| PROBLEM |
Isolate every line in the data with the string "Modified" and copy it.

·····

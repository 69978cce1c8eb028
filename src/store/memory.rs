//! In-memory resource store
//!
//! Mirrors the API server semantics the engines rely on: monotonically
//! increasing resource versions, update/patch merge rules, label selectors and
//! a watch that replays existing objects before live changes.

use std::sync::atomic::{AtomicU64, Ordering};

use async_trait::async_trait;
use dashmap::{DashMap, DashSet};
use futures::stream::{self, BoxStream};
use futures::StreamExt;
use tokio::sync::broadcast::{self, error::RecvError};
use tracing::warn;

use super::{ChangeMode, LabelSelector, ResourceChange, ResourceStore};
use crate::crd::{Resource, ResourceKind, WatchEvent, WatchEventType};
use crate::error::{Error, Result};

const WATCH_CHANNEL_CAPACITY: usize = 1024;

type Key = (ResourceKind, String);

/// Resource store kept entirely in process memory
pub struct InMemoryStore {
    objects: DashMap<Key, Resource>,
    crds: DashSet<ResourceKind>,
    version: AtomicU64,
    events: broadcast::Sender<(ResourceKind, WatchEvent)>,
}

impl Default for InMemoryStore {
    fn default() -> Self {
        Self::new()
    }
}

impl InMemoryStore {
    pub fn new() -> Self {
        let (events, _) = broadcast::channel(WATCH_CHANNEL_CAPACITY);
        Self {
            objects: DashMap::new(),
            crds: DashSet::new(),
            version: AtomicU64::new(0),
            events,
        }
    }

    /// Create or replace a resource, notifying watchers
    pub fn insert(&self, kind: ResourceKind, mut resource: Resource) -> Resource {
        self.bump_version(&mut resource);
        let key = (kind, resource.name().to_string());
        let event_type = if self.objects.contains_key(&key) {
            WatchEventType::Modified
        } else {
            WatchEventType::Added
        };
        self.objects.insert(key, resource.clone());
        self.publish(kind, event_type, resource.clone());
        resource
    }

    /// Snapshot of one resource
    pub fn get(&self, kind: ResourceKind, resource_id: &str) -> Option<Resource> {
        self.objects
            .get(&(kind, resource_id.to_string()))
            .map(|entry| entry.value().clone())
    }

    /// Number of stored resources of `kind`
    pub fn count(&self, kind: ResourceKind) -> usize {
        self.objects.iter().filter(|e| e.key().0 == kind).count()
    }

    /// Whether the CRD for `kind` has been registered
    pub fn is_registered(&self, kind: ResourceKind) -> bool {
        self.crds.contains(&kind)
    }

    fn bump_version(&self, resource: &mut Resource) {
        let version = self.version.fetch_add(1, Ordering::SeqCst) + 1;
        resource.metadata.resource_version = Some(version.to_string());
    }

    fn publish(&self, kind: ResourceKind, event_type: WatchEventType, object: Resource) {
        // No receivers is fine: nobody is watching yet
        let _ = self.events.send((kind, WatchEvent { event_type, object }));
    }

    fn not_found(kind: ResourceKind, resource_id: &str) -> Error {
        Error::NotFound {
            kind: kind.to_string(),
            name: resource_id.to_string(),
        }
    }

    fn write(&self, change: ResourceChange, mode: ChangeMode) -> Result<Resource> {
        let key = (change.kind, change.resource_id.clone());
        let updated = {
            let mut entry = self
                .objects
                .get_mut(&key)
                .ok_or_else(|| Self::not_found(change.kind, &change.resource_id))?;
            let mut resource = entry.value().clone();
            change.apply_to(&mut resource, mode)?;
            self.bump_version(&mut resource);
            *entry.value_mut() = resource.clone();
            resource
        };
        self.publish(change.kind, WatchEventType::Modified, updated.clone());
        Ok(updated)
    }
}

#[async_trait]
impl ResourceStore for InMemoryStore {
    async fn register_crd(&self, kind: ResourceKind) -> Result<()> {
        self.crds.insert(kind);
        Ok(())
    }

    async fn get_resource(&self, kind: ResourceKind, resource_id: &str) -> Result<Resource> {
        self.get(kind, resource_id)
            .ok_or_else(|| Self::not_found(kind, resource_id))
    }

    async fn get_resources(
        &self,
        kind: ResourceKind,
        label_selector: Option<&str>,
    ) -> Result<Vec<Resource>> {
        let selector = match label_selector {
            Some(s) => LabelSelector::parse(s)?,
            None => LabelSelector::default(),
        };
        let mut resources: Vec<Resource> = self
            .objects
            .iter()
            .filter(|e| e.key().0 == kind && selector.matches(e.value().metadata.labels.as_ref()))
            .map(|e| e.value().clone())
            .collect();
        resources.sort_by(|a, b| a.name().cmp(b.name()));
        Ok(resources)
    }

    async fn update_resource(&self, change: ResourceChange) -> Result<Resource> {
        self.write(change, ChangeMode::Update)
    }

    async fn patch_resource(&self, change: ResourceChange) -> Result<Resource> {
        self.write(change, ChangeMode::Patch)
    }

    async fn delete_resource(&self, kind: ResourceKind, resource_id: &str) -> Result<()> {
        let (_, resource) = self
            .objects
            .remove(&(kind, resource_id.to_string()))
            .ok_or_else(|| Self::not_found(kind, resource_id))?;
        self.publish(kind, WatchEventType::Deleted, resource);
        Ok(())
    }

    fn watch(&self, kind: ResourceKind) -> BoxStream<'static, Result<WatchEvent>> {
        // Subscribe before the snapshot so no change falls in between
        let rx = self.events.subscribe();
        let existing: Vec<Result<WatchEvent>> = self
            .objects
            .iter()
            .filter(|e| e.key().0 == kind)
            .map(|e| {
                Ok(WatchEvent {
                    event_type: WatchEventType::Added,
                    object: e.value().clone(),
                })
            })
            .collect();

        let live = stream::unfold(rx, move |mut rx| async move {
            loop {
                match rx.recv().await {
                    Ok((event_kind, event)) if event_kind == kind => return Some((Ok(event), rx)),
                    Ok(_) => continue,
                    Err(RecvError::Lagged(skipped)) => {
                        warn!(kind = %kind, skipped, "In-memory watch lagged");
                    }
                    Err(RecvError::Closed) => return None,
                }
            }
        });

        stream::iter(existing).chain(live).boxed()
    }
}

#[cfg(test)]
mod tests {
    use super::*;
    use crate::crd::ResourceState;
    use serde_json::json;

    #[tokio::test]
    async fn test_versions_increase_on_every_write() {
        let store = InMemoryStore::new();
        let kind = ResourceKind::DEFAULT_BACKUP;
        let created = store.insert(kind, Resource::new("b1", &json!({}), ResourceState::InQueue));

        let updated = store
            .update_resource(ResourceChange::new(kind, "b1").state(ResourceState::InProgress))
            .await
            .unwrap();

        let v1: u64 = created.resource_version().unwrap().parse().unwrap();
        let v2: u64 = updated.resource_version().unwrap().parse().unwrap();
        assert!(v2 > v1);
    }

    #[tokio::test]
    async fn test_watch_replays_existing_then_streams_changes() {
        let store = InMemoryStore::new();
        let kind = ResourceKind::VIRTUALHOST_BIND;
        store.insert(kind, Resource::new("a", &json!({}), ResourceState::InQueue));

        let mut watch = store.watch(kind);
        let first = watch.next().await.unwrap().unwrap();
        assert_eq!(first.event_type, WatchEventType::Added);
        assert_eq!(first.object.name(), "a");

        store.insert(
            ResourceKind::DEFAULT_BACKUP,
            Resource::new("other", &json!({}), ResourceState::InQueue),
        );
        store.delete_resource(kind, "a").await.unwrap();

        let next = watch.next().await.unwrap().unwrap();
        assert_eq!(next.event_type, WatchEventType::Deleted);
        assert_eq!(next.object.name(), "a");
    }

    #[tokio::test]
    async fn test_missing_resource_is_not_found() {
        let store = InMemoryStore::new();
        let err = store
            .patch_resource(ResourceChange::new(ResourceKind::DIRECTOR, "nope"))
            .await
            .unwrap_err();
        assert!(matches!(err, Error::NotFound { .. }));
    }
}
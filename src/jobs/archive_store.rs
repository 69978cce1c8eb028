//! Metering archive store

use std::path::PathBuf;

use async_trait::async_trait;
use tokio::fs::{self, OpenOptions};
use tokio::io::AsyncWriteExt;
use tracing::debug;

use crate::crd::Resource;
use crate::error::Result;

/// Destination of archived metering events
#[async_trait]
pub trait MeteringArchiveStore: Send + Sync {
    /// Open (or create) the archive file for one job run
    async fn put_archive_file(&self, timestamp: &str) -> Result<()>;

    /// Append one event to the archive file of `timestamp`
    async fn patch_event_to_archive_file(&self, event: &Resource, timestamp: &str) -> Result<()>;
}

/// Archive kept as JSON lines files in a local directory
pub struct FileArchiveStore {
    dir: PathBuf,
}

impl FileArchiveStore {
    pub fn new(dir: impl Into<PathBuf>) -> Self {
        Self { dir: dir.into() }
    }

    /// Path of the archive file of `timestamp`
    pub fn archive_path(&self, timestamp: &str) -> PathBuf {
        self.dir
            .join(format!("{}.jsonl", timestamp.replace(':', "-")))
    }
}

#[async_trait]
impl MeteringArchiveStore for FileArchiveStore {
    async fn put_archive_file(&self, timestamp: &str) -> Result<()> {
        fs::create_dir_all(&self.dir).await?;
        let path = self.archive_path(timestamp);
        OpenOptions::new()
            .create(true)
            .append(true)
            .open(&path)
            .await?;
        debug!(path = %path.display(), "Opened archive file");
        Ok(())
    }

    async fn patch_event_to_archive_file(&self, event: &Resource, timestamp: &str) -> Result<()> {
        let mut line = serde_json::to_vec(event)?;
        line.push(b'\n');

        // The file must have been opened by put_archive_file
        let mut file = OpenOptions::new()
            .append(true)
            .open(self.archive_path(timestamp))
            .await?;
        file.write_all(&line).await?;
        file.flush().await?;
        Ok(())
    }
}

#[cfg(test)]
mod tests {
    use super::*;
    use crate::crd::ResourceState;
    use serde_json::json;

    #[tokio::test]
    async fn test_events_are_appended_as_json_lines() {
        let dir = tempfile::tempdir().unwrap();
        let store = FileArchiveStore::new(dir.path().join("archive"));
        let ts = "2024-05-01T10:00:00.000Z";

        store.put_archive_file(ts).await.unwrap();
        for name in ["e1", "e2"] {
            let event = Resource::new(name, &json!({"id": name}), ResourceState::Succeeded);
            store.patch_event_to_archive_file(&event, ts).await.unwrap();
        }

        let content = std::fs::read_to_string(store.archive_path(ts)).unwrap();
        let names: Vec<String> = content
            .lines()
            .map(|l| serde_json::from_str::<Resource>(l).unwrap().name().to_string())
            .collect();
        assert_eq!(names, vec!["e1", "e2"]);
    }

    #[tokio::test]
    async fn test_patch_without_archive_file_fails() {
        let dir = tempfile::tempdir().unwrap();
        let store = FileArchiveStore::new(dir.path());
        let event = Resource::new("e1", &json!({}), ResourceState::Succeeded);

        assert!(store
            .patch_event_to_archive_file(&event, "2024-05-01T10:00:00Z")
            .await
            .is_err());
    }
}
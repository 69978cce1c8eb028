//! HTTP-forwarding service executor
//!
//! Each capability call becomes `POST {endpoint}/{path}/{operation}` with the
//! request options as the JSON body. The remote service owns the real backup,
//! restore, bind and deployment logic.

use std::sync::Arc;
use std::time::Duration;

use async_trait::async_trait;
use serde_json::{json, Value};
use tracing::debug;

use super::{
    BackupService, BindService, DeploymentOperation, DeploymentService, Plan, RestoreService,
    ServiceFactory,
};
use crate::error::{Error, Result};

/// Executor bound to one endpoint and resource path
pub struct HttpServiceExecutor {
    client: reqwest::Client,
    base_url: String,
}

impl HttpServiceExecutor {
    pub fn new(client: reqwest::Client, endpoint: &str, path: &str) -> Self {
        Self {
            client,
            base_url: format!("{}/{}", endpoint.trim_end_matches('/'), path),
        }
    }

    async fn call(&self, operation: &str, body: &Value) -> Result<Value> {
        let url = format!("{}/{}", self.base_url, operation);
        debug!(url = %url, "Calling service executor");

        let response = self.client.post(&url).json(body).send().await?;
        let status = response.status();
        let text = response.text().await?;
        if !status.is_success() {
            return Err(Error::service(format!(
                "{} failed with {}: {}",
                operation, status, text
            )));
        }
        if text.trim().is_empty() {
            return Ok(Value::Null);
        }
        Ok(serde_json::from_str(&text)?)
    }
}

#[async_trait]
impl BackupService for HttpServiceExecutor {
    async fn start_backup(&self, options: &Value) -> Result<Value> {
        self.call("start", options).await
    }

    async fn abort_last_backup(&self, options: &Value) -> Result<Value> {
        self.call("abort", options).await
    }

    async fn delete_backup(&self, options: &Value) -> Result<()> {
        self.call("delete", options).await.map(|_| ())
    }
}

#[async_trait]
impl RestoreService for HttpServiceExecutor {
    async fn start_restore(&self, options: &Value) -> Result<Value> {
        self.call("start", options).await
    }

    async fn abort_last_restore(&self, options: &Value) -> Result<Value> {
        self.call("abort", options).await
    }

    async fn create_patch_object(&self, options: &Value, result: &str) -> Result<Value> {
        self.call("patch-object", &json!({"options": options, "result": result}))
            .await
    }

    async fn patch_restore_file_with_final_result(
        &self,
        options: &Value,
        patch: &Value,
    ) -> Result<()> {
        self.call("final-result", &json!({"options": options, "patch": patch}))
            .await
            .map(|_| ())
    }
}

#[async_trait]
impl BindService for HttpServiceExecutor {
    async fn bind(&self, options: &Value) -> Result<Value> {
        self.call("bind", options).await
    }

    async fn unbind(&self, options: &Value) -> Result<()> {
        self.call("unbind", options).await.map(|_| ())
    }
}

#[async_trait]
impl DeploymentService for HttpServiceExecutor {
    async fn run(
        &self,
        operation: DeploymentOperation,
        options: &Value,
        deployment_name: Option<&str>,
    ) -> Result<Value> {
        self.call(
            operation.as_str(),
            &json!({"options": options, "deployment_name": deployment_name}),
        )
        .await
    }
}

/// Factory building [`HttpServiceExecutor`]s
pub struct HttpServiceFactory {
    client: reqwest::Client,
    default_endpoint: String,
}

impl HttpServiceFactory {
    pub fn new(default_endpoint: impl Into<String>, timeout: Duration) -> Result<Self> {
        let client = reqwest::Client::builder().timeout(timeout).build()?;
        Ok(Self {
            client,
            default_endpoint: default_endpoint.into(),
        })
    }

    fn executor_for_plan(&self, plan: &Plan, path: &str) -> Arc<HttpServiceExecutor> {
        let endpoint = plan.endpoint.as_deref().unwrap_or(&self.default_endpoint);
        Arc::new(HttpServiceExecutor::new(self.client.clone(), endpoint, path))
    }

    fn executor(&self, path: &str) -> Arc<HttpServiceExecutor> {
        Arc::new(HttpServiceExecutor::new(
            self.client.clone(),
            &self.default_endpoint,
            path,
        ))
    }
}

#[async_trait]
impl ServiceFactory for HttpServiceFactory {
    async fn backup_service(&self, plan: &Plan) -> Result<Arc<dyn BackupService>> {
        Ok(self.executor_for_plan(plan, &format!("plans/{}/backup", plan.id)))
    }

    async fn restore_service(&self, plan: &Plan) -> Result<Arc<dyn RestoreService>> {
        Ok(self.executor_for_plan(plan, &format!("plans/{}/restore", plan.id)))
    }

    async fn bind_service(
        &self,
        instance_guid: &str,
        _options: &Value,
    ) -> Result<Arc<dyn BindService>> {
        if instance_guid.is_empty() {
            return Err(Error::validation("Bind request carries no instance guid"));
        }
        Ok(self.executor(&format!("instances/{}/virtualhost", instance_guid)))
    }

    async fn deployment_service(
        &self,
        instance_id: &str,
        _options: &Value,
    ) -> Result<Arc<dyn DeploymentService>> {
        Ok(self.executor(&format!("instances/{}/deployment", instance_id)))
    }
}

#[cfg(test)]
mod tests {
    use super::*;

    #[test]
    fn test_executor_url_joins_endpoint_and_path() {
        let executor =
            HttpServiceExecutor::new(reqwest::Client::new(), "http://broker:9293/", "plans/p1/backup");
        assert_eq!(executor.base_url, "http://broker:9293/plans/p1/backup");
    }
}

·····

| EXERCISE OUTPUT |
            WatchEventType::Modified
        self.publish(change.kind, WatchEventType::Modified, updated.clone());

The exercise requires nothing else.